What is required ▸
Reproduce the records word for word, from the first line to the line containing "use batchmint::infrastructure::checkpoint::CheckpointStore;".

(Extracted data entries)

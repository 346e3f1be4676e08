mod common;

use std::sync::Arc;
use std::time::Duration;

use batchmint::domain::errors::BatchError;
use batchmint::domain::models::{MintResult, RetryCache, Target};
use batchmint::infrastructure::checkpoint::CheckpointStore;
use batchmint::services::{BatchProcessor, RetryPolicy};
use common::{capture_logs, ctx, metadata, receipt_for, temp_dir, MockCollaborator};

fn fast_retry() -> RetryPolicy {
    RetryPolicy::enabled().with_delay(Duration::from_millis(1))
}

fn processor(mock: &Arc<MockCollaborator>, policy: RetryPolicy) -> BatchProcessor {
    BatchProcessor::new(mock.clone(), mock.clone(), policy)
}

fn uris(list: &[&str]) -> Vec<Target> {
    list.iter().map(|u| Target::uri(*u)).collect()
}

#[tokio::test]
async fn test_all_targets_minted_in_order() {
    let mock = Arc::new(MockCollaborator::new());
    let targets = uris(&["https://a.test/0.json", "https://a.test/1.json"]);

    let report = processor(&mock, fast_retry())
        .run(&ctx(), targets, RetryCache::new())
        .await
        .unwrap();

    assert_eq!(report.minted, 2);
    assert_eq!(report.errors(), 0);
    assert_eq!(
        mock.mint_calls(),
        vec!["https://a.test/0.json", "https://a.test/1.json"]
    );
    let first = report.cache.get(0).unwrap();
    assert_eq!(first.tx_id.as_deref(), Some("tx-httpsatest0json"));
    assert!(first.error.is_none());
}

#[tokio::test]
async fn test_fully_minted_cache_is_idempotent() {
    let dir = temp_dir();
    let cache_path = dir.path().join("cache.json");
    let targets = ["https://a.test/0.json", "https://a.test/1.json"];

    let first = Arc::new(MockCollaborator::new());
    processor(&first, fast_retry())
        .with_checkpoint(CheckpointStore::new(&cache_path))
        .run(&ctx(), uris(&targets), RetryCache::new())
        .await
        .unwrap();
    let before = std::fs::read(&cache_path).unwrap();

    let second = Arc::new(MockCollaborator::new());
    let store = CheckpointStore::new(&cache_path);
    let cache = store.load().await.unwrap();
    let report = processor(&second, fast_retry())
        .with_checkpoint(store)
        .run(&ctx(), uris(&targets), cache)
        .await
        .unwrap();

    assert_eq!(second.total_calls(), 0);
    assert_eq!(report.skipped, 2);
    assert_eq!(report.processed, 0);
    assert_eq!(std::fs::read(&cache_path).unwrap(), before);
}

#[tokio::test]
async fn test_partial_cache_resumes_only_failed_indices() {
    let targets = ["https://a.test/0.json", "https://a.test/1.json", "https://a.test/2.json"];
    let cache: RetryCache = [
        (
            0,
            MintResult::minted(targets[0], "Zero", receipt_for(targets[0])),
        ),
        (1, MintResult::failed(targets[1], "Mint failed")),
    ]
    .into_iter()
    .collect();

    let mock = Arc::new(MockCollaborator::new());
    let report = processor(&mock, fast_retry())
        .run(&ctx(), uris(&targets), cache)
        .await
        .unwrap();

    assert_eq!(mock.lookup_calls(), vec![targets[1], targets[2]]);
    assert_eq!(report.skipped, 1);
    assert_eq!(report.minted, 2);
    assert_eq!(report.cache.len(), 3);
    assert!(report.cache.get(1).unwrap().is_minted());
    assert_eq!(report.cache.get(0).unwrap().name.as_deref(), Some("Zero"));
}

#[tokio::test]
async fn test_retry_exhaustion_records_error_after_five_attempts() {
    let uri = "https://a.test/bad.json";
    let mock = Arc::new(MockCollaborator::new().always_failing(uri));
    let (_guard, logs) = capture_logs();

    let report = processor(&mock, fast_retry())
        .run(&ctx(), uris(&[uri]), RetryCache::new())
        .await
        .unwrap();

    assert_eq!(mock.mint_attempts(uri), 5);
    assert_eq!(logs.count("WARN", "attempt failed"), 5, "{}", logs.contents());
    assert_eq!(logs.count("WARN", "bad.json: Mint failed"), 1);
    assert_eq!(report.mint_failures, 1);
    assert_eq!(report.errors(), 1);
    let result = report.cache.get(0).unwrap();
    assert_eq!(result.error.as_deref(), Some("Mint failed"));
    assert!(result.tx_id.is_none());
    assert!(!result.is_minted());
}

#[tokio::test]
async fn test_no_retry_makes_a_single_attempt() {
    let uri = "https://a.test/bad.json";
    let mock = Arc::new(MockCollaborator::new().always_failing(uri));

    let report = processor(&mock, RetryPolicy::from_flag(true))
        .run(&ctx(), uris(&[uri]), RetryCache::new())
        .await
        .unwrap();

    assert_eq!(mock.mint_attempts(uri), 1);
    assert_eq!(report.cache.get(0).unwrap().error.as_deref(), Some("Mint failed"));
}

#[tokio::test]
async fn test_success_on_third_attempt() {
    let uri = "https://a.test/flaky.json";
    let mock = Arc::new(
        MockCollaborator::new()
            .with_metadata(uri, metadata("Flaky Cat"))
            .failing_mints(uri, 2),
    );
    let (_guard, logs) = capture_logs();

    let report = processor(&mock, fast_retry())
        .run(&ctx(), uris(&[uri]), RetryCache::new())
        .await
        .unwrap();

    assert_eq!(mock.mint_attempts(uri), 3);
    assert_eq!(logs.count("WARN", "attempt failed"), 2);
    assert_eq!(report.minted, 1);
    assert_eq!(report.errors(), 0);

    let expected = receipt_for(uri);
    let result = report.cache.get(0).unwrap();
    assert!(result.error.is_none());
    assert_eq!(result.name.as_deref(), Some("Flaky Cat"));
    assert_eq!(result.tx_id.as_deref(), Some(expected.tx_id.as_str()));
    assert_eq!(result.mint.as_deref(), Some(expected.mint.as_str()));
    assert_eq!(result.metadata.as_deref(), Some(expected.metadata.as_str()));
    assert_eq!(logs.count("INFO", "tx=tx-httpsatestflakyjson"), 1);
}

#[tokio::test]
async fn test_invalid_metadata_skips_mint() {
    let bad = "https://a.test/nameless.json";
    let good = "https://a.test/ok.json";
    let mock = Arc::new(
        MockCollaborator::new()
            .with_metadata(bad, metadata(""))
            .with_metadata(good, metadata("Good")),
    );

    let report = processor(&mock, fast_retry())
        .run(&ctx(), uris(&[bad, good]), RetryCache::new())
        .await
        .unwrap();

    assert_eq!(mock.mint_attempts(bad), 0);
    assert_eq!(mock.mint_attempts(good), 1);
    assert_eq!(report.resolution_failures, 1);
    assert_eq!(report.errors(), 1);
    assert_eq!(
        report.cache.get(0).unwrap().error.as_deref(),
        Some("Invalid metadata")
    );
    assert_eq!(report.cache.get(1).unwrap().name.as_deref(), Some("Good"));
}

#[tokio::test]
async fn test_metadata_lookup_failure_is_recorded() {
    let uri = "https://a.test/404.json";
    let mock = Arc::new(MockCollaborator::new().with_missing_metadata(uri, "not found"));

    let report = processor(&mock, fast_retry())
        .run(&ctx(), uris(&[uri]), RetryCache::new())
        .await
        .unwrap();

    assert_eq!(mock.mint_attempts(uri), 0);
    assert_eq!(report.resolution_failures, 1);
    let error = report.cache.get(0).unwrap().error.clone().unwrap();
    assert!(error.starts_with("Metadata lookup failed"), "{error}");
}

#[tokio::test]
async fn test_file_target_aborts_after_checkpointing_earlier_results() {
    let dir = temp_dir();
    let cache_path = dir.path().join("cache.json");
    let targets = vec![
        Target::uri("https://a.test/0.json"),
        Target::file("./local.json"),
        Target::uri("https://a.test/2.json"),
    ];

    let mock = Arc::new(MockCollaborator::new());
    let err = processor(&mock, fast_retry())
        .with_checkpoint(CheckpointStore::new(&cache_path))
        .run(&ctx(), targets, RetryCache::new())
        .await
        .unwrap_err();

    assert!(matches!(err, BatchError::FileTargetUnsupported(ref s) if s == "./local.json"));
    assert_eq!(mock.mint_calls(), vec!["https://a.test/0.json"]);

    let saved = CheckpointStore::new(&cache_path).load().await.unwrap();
    assert_eq!(saved.len(), 1);
    assert!(saved.is_minted(0));
}

#[tokio::test]
async fn test_checkpoint_is_written_after_every_item() {
    let dir = temp_dir();
    let cache_path = dir.path().join("cache.json");
    let uri = "https://a.test/1.json";
    // Second target fails every attempt, third is a file and aborts:
    // whatever is on disk must cover exactly the first two indices.
    let targets = vec![
        Target::uri("https://a.test/0.json"),
        Target::uri(uri),
        Target::file("later.json"),
    ];

    let mock = Arc::new(MockCollaborator::new().always_failing(uri));
    let result = processor(&mock, RetryPolicy::disabled())
        .with_checkpoint(CheckpointStore::new(&cache_path))
        .run(&ctx(), targets, RetryCache::new())
        .await;
    assert!(result.is_err());

    let saved = CheckpointStore::new(&cache_path).load().await.unwrap();
    assert_eq!(saved.len(), 2);
    assert!(saved.is_minted(0));
    assert_eq!(saved.get(1).unwrap().error.as_deref(), Some("Mint failed"));
    assert!(saved.get(2).is_none());
}

#[tokio::test]
async fn test_cached_failures_keep_index_alignment() {
    // A cached failure at index 1 is retried against whatever target now
    // sits at index 1.
    let cache: RetryCache = [(1, MintResult::failed("https://old.test/1.json", "Mint failed"))]
        .into_iter()
        .collect();
    let targets = uris(&["https://a.test/0.json", "https://a.test/1.json"]);

    let mock = Arc::new(MockCollaborator::new());
    let report = processor(&mock, fast_retry())
        .run(&ctx(), targets, cache)
        .await
        .unwrap();

    assert_eq!(report.cache.get(1).unwrap().target, "https://a.test/1.json");
    assert!(report.cache.get(1).unwrap().is_minted());
}
//! Administrative access to the persisted config file (`batchmint config`).

use serde_json::Value;
use std::fmt;
use std::path::{Path, PathBuf};
use std::str::FromStr;

use super::loader::{validate_rpc_url, ConfigError, ConfigLoader};
use crate::domain::models::config::{Environment, LogLevel, PersistedConfig};

/// A key addressable through `config get` / `config set`
#[derive(Debug, Clone, Copy, PartialEq, Eq)]
pub enum ConfigKey {
    Env,
    LogLevel,
    Keypair,
    /// The whole environment-to-URL map (read only)
    RpcUrl,
    /// `rpcUrl.<env>`
    RpcUrlFor(Environment),
}

impl FromStr for ConfigKey {
    type Err = ConfigError;

    fn from_str(s: &str) -> Result<Self, Self::Err> {
        match s.split_once('.') {
            None => match s {
                "env" => Ok(Self::Env),
                "logLevel" => Ok(Self::LogLevel),
                "keypair" => Ok(Self::Keypair),
                "rpcUrl" => Ok(Self::RpcUrl),
                _ => Err(ConfigError::UnknownKey(s.to_string())),
            },
            Some(("rpcUrl", env)) => env
                .parse::<Environment>()
                .map(Self::RpcUrlFor)
                .map_err(ConfigError::InvalidEnvironment),
            Some(_) => Err(ConfigError::UnknownKey(s.to_string())),
        }
    }
}

impl fmt::Display for ConfigKey {
    fn fmt(&self, f: &mut fmt::Formatter<'_>) -> fmt::Result {
        match self {
            Self::Env => f.write_str("env"),
            Self::LogLevel => f.write_str("logLevel"),
            Self::Keypair => f.write_str("keypair"),
            Self::RpcUrl => f.write_str("rpcUrl"),
            Self::RpcUrlFor(env) => write!(f, "rpcUrl.{env}"),
        }
    }
}

/// Reads and edits the config file in place
pub struct ConfigStore {
    path: PathBuf,
}

impl ConfigStore {
    pub fn new(path: impl Into<PathBuf>) -> Self {
        Self { path: path.into() }
    }

    pub fn path(&self) -> &Path {
        &self.path
    }

    fn load(&self) -> Result<PersistedConfig, ConfigError> {
        ConfigLoader::load_from_file(&self.path)
    }

    /// Current value of `key`, `Value::Null` when unset
    pub fn get(&self, key: ConfigKey) -> Result<Value, ConfigError> {
        let config = self.load()?;
        let string_or_null =
            |v: Option<String>| v.map_or(Value::Null, Value::String);

        Ok(match key {
            ConfigKey::Env => string_or_null(config.env),
            ConfigKey::LogLevel => string_or_null(config.log_level),
            ConfigKey::Keypair => {
                string_or_null(config.keypair.map(|p| p.display().to_string()))
            }
            ConfigKey::RpcUrl => Value::Object(
                config
                    .rpc_url
                    .into_iter()
                    .map(|(env, url)| (env, Value::String(url)))
                    .collect(),
            ),
            ConfigKey::RpcUrlFor(env) => {
                string_or_null(config.rpc_url_for(env).map(str::to_string))
            }
        })
    }

    /// Validate `value` for `key` and write it back to the file
    pub fn set(&self, key: ConfigKey, value: &str) -> Result<(), ConfigError> {
        let mut config = self.load()?;

        match key {
            ConfigKey::Env => {
                let env = value
                    .parse::<Environment>()
                    .map_err(ConfigError::InvalidEnvironment)?;
                config.env = Some(env.to_string());
            }
            ConfigKey::LogLevel => {
                let level = value
                    .parse::<LogLevel>()
                    .map_err(ConfigError::InvalidLogLevel)?;
                config.log_level = Some(level.to_string());
            }
            ConfigKey::Keypair => config.keypair = Some(PathBuf::from(value)),
            ConfigKey::RpcUrl => {
                return Err(ConfigError::UnknownKey(
                    "rpcUrl (set a single environment, e.g. rpcUrl.devnet)".to_string(),
                ))
            }
            ConfigKey::RpcUrlFor(env) => {
                validate_rpc_url(value)?;
                config.rpc_url.insert(env.to_string(), value.to_string());
            }
        }

        ConfigLoader::write(&self.path, &config)?;
        tracing::debug!(key = %key, path = %self.path.display(), "config updated");
        Ok(())
    }

    /// Every set key with its value, nested URLs flattened to `rpcUrl.<env>`
    pub fn list(&self) -> Result<Vec<(String, String)>, ConfigError> {
        let config = self.load()?;
        let mut entries = Vec::new();

        if let Some(env) = config.env {
            entries.push((ConfigKey::Env.to_string(), env));
        }
        if let Some(level) = config.log_level {
            entries.push((ConfigKey::LogLevel.to_string(), level));
        }
        if let Some(keypair) = config.keypair {
            entries.push((ConfigKey::Keypair.to_string(), keypair.display().to_string()));
        }
        for (env, url) in config.rpc_url {
            entries.push((format!("rpcUrl.{env}"), url));
        }

        Ok(entries)
    }
}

Final answer ▸
repository 346e3f1be4676e08
mod common;

use std::sync::Arc;
use std::time::Duration;

use batchmint::domain::errors::BatchError;
use batchmint::domain::models::{MintResult, RetryCache, Target};
use batchmint::infrastructure::checkpoint::CheckpointStore;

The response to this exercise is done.